Ja'Tyre Carter

Profile
- Position: Guard

Personal information
- Born: January 15, 1999 (age 27) White Castle, Louisiana, U.S.
- Listed height: 6 ft 3 in (1.91 m)
- Listed weight: 311 lb (141 kg)

Career information
- High school: White Castle
- College: Southern (2017–2021)
- NFL draft: 2022: 7th round, 226th overall pick

Career history
- Chicago Bears (2022–2023); Carolina Panthers (2024–2026)*;
- * Offseason or practice squad member only

Career NFL statistics as of 2024
- Games played: 13
- Games started: 2
- Stats at Pro Football Reference

= Ja'Tyre Carter =

American football player (born 1999)

Ja'Tyre Carter (born January 15, 1999) is an American professional football guard.

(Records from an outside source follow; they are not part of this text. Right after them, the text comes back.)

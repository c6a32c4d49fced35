//! Sprite rendering module
//!
//! Draw commands are resolved to screen-space quads in a [`SpriteBatch`], then
//! drawn with textures from the [`TextureCache`].

pub mod sprite_batch;
pub mod textures;

pub use sprite_batch::{SpriteBatch, SpriteQuad};
pub use textures::TextureCache;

He played college football for the Southern Jaguars, and was selected by the Chicago Bears in the seventh round of the 2022 NFL draft.

==College career==
Carter was unranked as a recruit by 247Sports.com coming out of high school. He committed to Southern before the 2017 season.

==Professional career==

Pre-draft measurables
| Height | Weight | Arm length | Hand span | Wingspan | 40-yard dash | 10-yard split | 20-yard split | 20-yard shuttle | Three-cone drill | Vertical jump | Broad jump | Bench press |
| 6 ft 3+3⁄8 in (1.91 m) | 311 lb (141 kg) | 33+5⁄8 in (0.85 m) | 10+1⁄4 in (0.26 m) | 6 ft 7+1⁄2 in (2.02 m) | 5.13 s | 1.79 s | 2.98 s | 4.90 s | 7.65 s | 34.5 in (0.88 m) | 9 ft 3 in (2.82 m) | 21 reps |
All values from NFL Combine/Pro Day

=== Chicago Bears ===
Carter was selected by the Chicago Bears in the seventh round with the 226th overall pick of the 2022 NFL draft. As a rookie, he appeared in three games.

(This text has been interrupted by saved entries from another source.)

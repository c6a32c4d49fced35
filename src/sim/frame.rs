//! Per-tick simulation output: draw commands and game events
//!
//! Draw order matters: later commands paint over earlier ones.

use glam::Vec2;

/// A sprite in the asset set; skin indices come from the run's theme
#[derive(Debug, Clone, Copy, PartialEq, Eq, Hash)]
pub enum SpriteId {
    Background(usize),
    Player { skin: usize, frame: usize },
    PipeUpper(usize),
    PipeLower(usize),
    Base,
    Message,
    GameOver,
    Digit(u8),
}

/// Draw one sprite with its top-left corner at `pos`
#[derive(Debug, Clone, Copy, PartialEq)]
pub struct DrawCommand {
    pub sprite: SpriteId,
    pub pos: Vec2,
    /// Degrees, counter-clockwise positive, about the sprite center
    pub rotation: f32,
}

impl DrawCommand {
    pub fn new(sprite: SpriteId, pos: Vec2) -> Self {
        Self {
            sprite,
            pos,
            rotation: 0.0,
        }
    }

    pub fn rotated(mut self, degrees: f32) -> Self {
        self.rotation = degrees;
        self
    }
}

/// Side effects requested by the simulation
#[derive(Debug, Clone, Copy, PartialEq, Eq)]
pub enum GameEvent {
    /// Player flapped
    Flap,
    /// A pipe pair was passed
    Score,
    /// Player crashed
    Hit,
    /// Player died on the ground
    Die,
}

/// Everything one tick produced
#[derive(Debug, Clone, Default)]
pub struct Frame {
    pub draws: Vec<DrawCommand>,
    pub events: Vec<GameEvent>,
}

impl Frame {
    pub fn draw(&mut self, sprite: SpriteId, pos: Vec2) {
        self.draws.push(DrawCommand::new(sprite, pos));
    }

    pub fn draw_rotated(&mut self, sprite: SpriteId, pos: Vec2, degrees: f32) {
        self.draws.push(DrawCommand::new(sprite, pos).rotated(degrees));
    }

    pub fn emit(&mut self, event: GameEvent) {
        self.events.push(event);
    }
}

On August 26, 2024, Carter was waived by the Bears as part of preliminary roster cuts.

=== Carolina Panthers ===
Carter was signed to the Carolina Panthers practice squad on August 29, 2024. He signed a reserve/future contract on January 6, 2025.

On August 26, 2025, Carter was waived by the Panthers with an injury designation as part of final roster cuts. He re-signed with the Panthers practice squad on November 4. Carter signed a reserve/future contract with Carolina on January 12, 2026.

On August 30, 2026, Carter was released by the Panthers as part of final roster cuts.